*PROBLEM*
From the entries below, pull out each line where "emphasis" appears.

*DATA SUPPLIED*
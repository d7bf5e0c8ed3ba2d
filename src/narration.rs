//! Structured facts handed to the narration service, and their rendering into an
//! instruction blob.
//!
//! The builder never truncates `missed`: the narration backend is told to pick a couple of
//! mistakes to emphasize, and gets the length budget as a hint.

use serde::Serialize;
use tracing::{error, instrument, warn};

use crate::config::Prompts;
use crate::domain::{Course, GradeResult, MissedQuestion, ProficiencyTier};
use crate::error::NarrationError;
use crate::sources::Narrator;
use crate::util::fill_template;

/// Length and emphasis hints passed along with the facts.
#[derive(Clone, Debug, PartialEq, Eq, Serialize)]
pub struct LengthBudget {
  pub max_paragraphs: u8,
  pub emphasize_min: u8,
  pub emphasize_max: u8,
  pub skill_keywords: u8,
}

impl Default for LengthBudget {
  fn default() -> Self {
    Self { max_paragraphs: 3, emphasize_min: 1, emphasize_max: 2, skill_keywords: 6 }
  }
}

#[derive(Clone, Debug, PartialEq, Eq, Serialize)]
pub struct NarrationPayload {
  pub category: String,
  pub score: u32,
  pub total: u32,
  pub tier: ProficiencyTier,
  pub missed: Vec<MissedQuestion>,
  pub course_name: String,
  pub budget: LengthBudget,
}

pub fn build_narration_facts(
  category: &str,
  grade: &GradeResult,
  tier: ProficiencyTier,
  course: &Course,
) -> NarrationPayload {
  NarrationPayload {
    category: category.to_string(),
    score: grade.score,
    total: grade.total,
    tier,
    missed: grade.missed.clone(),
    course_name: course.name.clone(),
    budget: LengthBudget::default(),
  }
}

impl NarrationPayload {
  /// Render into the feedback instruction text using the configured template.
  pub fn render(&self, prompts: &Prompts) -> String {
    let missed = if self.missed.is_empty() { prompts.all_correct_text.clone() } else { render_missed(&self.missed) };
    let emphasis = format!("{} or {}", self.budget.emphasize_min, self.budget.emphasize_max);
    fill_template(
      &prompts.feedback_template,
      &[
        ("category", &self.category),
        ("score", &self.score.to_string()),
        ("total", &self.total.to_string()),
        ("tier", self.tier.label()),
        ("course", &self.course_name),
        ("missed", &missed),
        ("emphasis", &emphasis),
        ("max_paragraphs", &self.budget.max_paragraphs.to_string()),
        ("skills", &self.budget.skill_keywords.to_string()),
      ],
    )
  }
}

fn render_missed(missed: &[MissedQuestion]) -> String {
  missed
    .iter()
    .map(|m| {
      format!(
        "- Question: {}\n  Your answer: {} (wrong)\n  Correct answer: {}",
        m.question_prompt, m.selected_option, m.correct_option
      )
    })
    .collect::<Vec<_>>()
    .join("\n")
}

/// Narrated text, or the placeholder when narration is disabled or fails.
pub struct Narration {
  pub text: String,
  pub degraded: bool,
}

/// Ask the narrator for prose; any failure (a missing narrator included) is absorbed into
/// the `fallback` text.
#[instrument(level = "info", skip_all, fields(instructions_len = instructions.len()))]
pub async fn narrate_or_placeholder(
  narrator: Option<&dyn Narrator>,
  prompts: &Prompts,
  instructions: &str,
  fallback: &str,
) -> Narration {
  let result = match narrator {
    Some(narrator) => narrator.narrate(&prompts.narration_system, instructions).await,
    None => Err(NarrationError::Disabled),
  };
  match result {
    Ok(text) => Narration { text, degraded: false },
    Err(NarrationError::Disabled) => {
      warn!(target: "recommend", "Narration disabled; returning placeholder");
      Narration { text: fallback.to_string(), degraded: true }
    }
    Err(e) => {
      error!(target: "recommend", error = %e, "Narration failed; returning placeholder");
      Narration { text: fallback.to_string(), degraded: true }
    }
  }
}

* * *

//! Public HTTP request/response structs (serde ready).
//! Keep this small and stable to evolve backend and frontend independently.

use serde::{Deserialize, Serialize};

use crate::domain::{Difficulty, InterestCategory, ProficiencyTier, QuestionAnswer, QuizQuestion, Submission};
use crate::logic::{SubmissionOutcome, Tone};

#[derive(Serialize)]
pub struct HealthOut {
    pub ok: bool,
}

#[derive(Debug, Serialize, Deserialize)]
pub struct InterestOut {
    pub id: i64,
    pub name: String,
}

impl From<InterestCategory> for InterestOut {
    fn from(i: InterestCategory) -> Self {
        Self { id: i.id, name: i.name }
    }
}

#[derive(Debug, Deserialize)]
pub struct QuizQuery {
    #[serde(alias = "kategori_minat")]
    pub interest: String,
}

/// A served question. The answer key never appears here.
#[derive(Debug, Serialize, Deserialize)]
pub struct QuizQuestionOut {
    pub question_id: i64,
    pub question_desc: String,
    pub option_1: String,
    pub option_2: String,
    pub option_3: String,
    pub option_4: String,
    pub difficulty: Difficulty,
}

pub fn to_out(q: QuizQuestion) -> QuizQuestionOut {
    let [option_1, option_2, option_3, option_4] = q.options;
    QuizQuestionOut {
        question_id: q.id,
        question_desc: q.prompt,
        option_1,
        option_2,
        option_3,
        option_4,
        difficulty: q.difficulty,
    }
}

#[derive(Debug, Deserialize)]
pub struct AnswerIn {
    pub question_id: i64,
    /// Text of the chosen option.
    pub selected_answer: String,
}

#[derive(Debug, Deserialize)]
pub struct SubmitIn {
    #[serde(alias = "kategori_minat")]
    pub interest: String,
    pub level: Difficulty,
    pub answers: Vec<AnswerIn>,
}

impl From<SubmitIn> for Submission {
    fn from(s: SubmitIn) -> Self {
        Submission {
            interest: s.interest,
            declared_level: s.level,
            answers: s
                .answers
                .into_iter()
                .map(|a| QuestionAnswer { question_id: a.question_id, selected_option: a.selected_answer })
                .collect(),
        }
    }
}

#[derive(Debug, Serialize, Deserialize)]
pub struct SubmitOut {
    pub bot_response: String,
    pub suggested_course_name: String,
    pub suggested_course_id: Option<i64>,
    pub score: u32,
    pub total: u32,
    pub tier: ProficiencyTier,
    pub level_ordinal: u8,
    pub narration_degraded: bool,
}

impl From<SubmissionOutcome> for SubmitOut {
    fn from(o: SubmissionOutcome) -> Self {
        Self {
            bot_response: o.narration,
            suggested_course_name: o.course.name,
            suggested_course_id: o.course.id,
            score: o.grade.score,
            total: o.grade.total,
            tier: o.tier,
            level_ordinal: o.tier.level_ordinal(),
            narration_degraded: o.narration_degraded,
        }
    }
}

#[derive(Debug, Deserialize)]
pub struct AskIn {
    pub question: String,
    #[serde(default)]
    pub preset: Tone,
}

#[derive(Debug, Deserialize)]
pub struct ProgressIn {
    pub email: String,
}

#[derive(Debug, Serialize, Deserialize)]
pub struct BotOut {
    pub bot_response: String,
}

*SOLUTION TO THIS EXERCISE*
/// Length and emphasis hints passed along with the facts.
    let emphasis = format!("{} or {}", self.budget.emphasize_min, self.budget.emphasize_max);
        ("emphasis", &emphasis),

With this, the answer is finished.